Samuel Crowell - The Gas Chamber of Sherlock Holmes
An Attempt at a Literary Analysis of the Holocaust Gassing Claim


Among scholars and the general public, the prevailing consensus holds that millions of European Jews were sent to death in gas chambers as part of an official Nazi policy of mass extermination during the Second World War. So entrenched is this consensus that throughout the Western world those who publicly question its accuracy are now routinely subject to censorship, academic censure, and even criminal prosecution. In contemporary society, no other species of dissident scholarship is met with comparably illiberal reaction.

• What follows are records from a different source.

use axum::http::{HeaderValue, Method};
use kindred::{
    get_db_pool,
    handlers::{self, AppState, JwtKeys},
    services::build_match_engine,
    utils, Config,
};
use tower_http::{
    cors::{Any, CorsLayer},
    trace::TraceLayer,
};

#[tokio::main]
async fn main() -> anyhow::Result<()> {
    utils::init_logging();

    let config = Config::from_env()?;
    let db_config = kindred::db::DatabaseConfig::from_env()?;
    let pool = get_db_pool(&db_config).await?;

    // Run migrations
    kindred::db::migrations::run_migrations(&pool).await?;

    let engine = build_match_engine(pool, &config)?;
    let state = AppState::new(engine, JwtKeys::new(&config.jwt_secret));

    let app = handlers::create_router(state)
        .layer(create_cors_layer(&config))
        .layer(TraceLayer::new_for_http());

    let listener = tokio::net::TcpListener::bind(&format!("0.0.0.0:{}", config.port)).await?;
    tracing::info!("Server running on port {}", config.port);

    axum::serve(listener, app).await?;

    Ok(())
}

fn create_cors_layer(config: &Config) -> CorsLayer {
    let cors = CorsLayer::new()
        .allow_methods([Method::GET, Method::POST, Method::OPTIONS])
        .allow_headers(Any)
        .allow_credentials(false);

    let origins: Vec<HeaderValue> = config
        .allowed_origins
        .iter()
        .filter_map(|origin| origin.parse().ok())
        .collect();

    if origins.is_empty() {
        // Permissive when ALLOWED_ORIGINS is unset or unparsable
        cors.allow_origin(Any)
    } else {
        cors.allow_origin(origins)
    }
}
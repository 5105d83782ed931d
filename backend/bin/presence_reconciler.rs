use anyhow::Result;
use clap::Parser;
use kindred::{
    constants::RECONCILE_BATCH_SIZE,
    db::{get_db_pool, DatabaseConfig},
    services::{build_match_engine, MatchEngine},
    utils::{config::Config, init_logging},
};
use std::time::Duration;
use tokio::time;
use tracing::{error, info, warn};

/// Re-projects matches into the presence store until every match has its
/// user documents and chat settings written.
#[derive(Parser, Debug)]
#[command(name = "presence_reconciler")]
struct Args {
    /// Run a single pass and exit
    #[arg(long)]
    once: bool,

    /// Re-project one specific pair, even if already synced (requires --user-b)
    #[arg(long, requires = "user_b")]
    user_a: Option<i32>,

    #[arg(long, requires = "user_a")]
    user_b: Option<i32>,
}

#[tokio::main]
async fn main() -> Result<()> {
    init_logging();
    let args = Args::parse();

    info!("Starting presence reconciler...");

    let config = Config::from_env()?;
    if config.firestore.is_none() {
        anyhow::bail!(
            "FIRESTORE_PROJECT_ID and FIRESTORE_ACCESS_TOKEN must be set to reconcile presence"
        );
    }

    let db_config = DatabaseConfig::from_env()?;
    let pool = get_db_pool(&db_config).await?;
    let engine = build_match_engine(pool, &config)?;

    if let (Some(user_a), Some(user_b)) = (args.user_a, args.user_b) {
        return reproject_pair(&engine, user_a, user_b).await;
    }

    if args.once {
        run_pass(&engine).await?;
        return Ok(());
    }

    run_reconciler(&engine, Duration::from_secs(config.reconcile_interval_secs)).await
}

async fn run_reconciler(engine: &MatchEngine, every: Duration) -> Result<()> {
    let mut interval = time::interval(every);
    let mut iter_count: usize = 0;

    loop {
        interval.tick().await;
        iter_count += 1;

        match run_pass(engine).await {
            Ok(0) if iter_count % 20 == 0 => info!("No unsynced matches"),
            Ok(_) => {}
            Err(e) => error!("Reconciler pass {} failed: {}", iter_count, e),
        }
    }
}

/// One batch. Returns how many matches were found unsynced.
async fn run_pass(engine: &MatchEngine) -> Result<usize> {
    let pending = engine.unsynced_matches(RECONCILE_BATCH_SIZE).await?;
    if pending.is_empty() {
        return Ok(0);
    }

    info!("Found {} matches with incomplete presence", pending.len());

    let mut synced = 0;
    for pair in &pending {
        match engine.reproject_presence(pair).await {
            Ok(true) => synced += 1,
            Ok(false) => warn!("Match {} still incomplete, will retry", pair.match_id()),
            Err(e) => error!("Failed to re-project match {}: {}", pair.match_id(), e),
        }
    }

    info!("Synced {}/{} matches", synced, pending.len());
    Ok(pending.len())
}

async fn reproject_pair(engine: &MatchEngine, user_a: i32, user_b: i32) -> Result<()> {
    let Some(pair) = engine.match_pair(user_a, user_b).await? else {
        warn!("No mutual match between {} and {}", user_a, user_b);
        return Ok(());
    };

    if engine.reproject_presence(&pair).await? {
        info!("Match {} re-projected", pair.match_id());
    } else {
        warn!("Match {} re-projection incomplete", pair.match_id());
    }
    Ok(())
}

In an intellectual atmosphere thus poisoned by acrimony and haunted by the specter of persecution, The Gas Chamber of Sherlock Holmes stands as a calm, deftly reasoned, and highly original affirmation of intellectual freedom. Drawing on extensive empirical and documentary evidence as well as methods of cultural criticism conventionally eschewed by field historians, Samuel Crowell argues that the "canonical&" Holocaust gassing claim can be traced to a fateful crisis of modernism -- a crisis revealed in popular texts and long-forgotten cultural ephemera. Spanning from the earliest broadcast rumors to the extermination narrative that was sealed at Nuremberg, Crowell s probing analysis permits us to consider how a grim narrative emerged and evolved in the cyclonic momentum of an era marked by social upheaval, total war, and unprecedented technological change.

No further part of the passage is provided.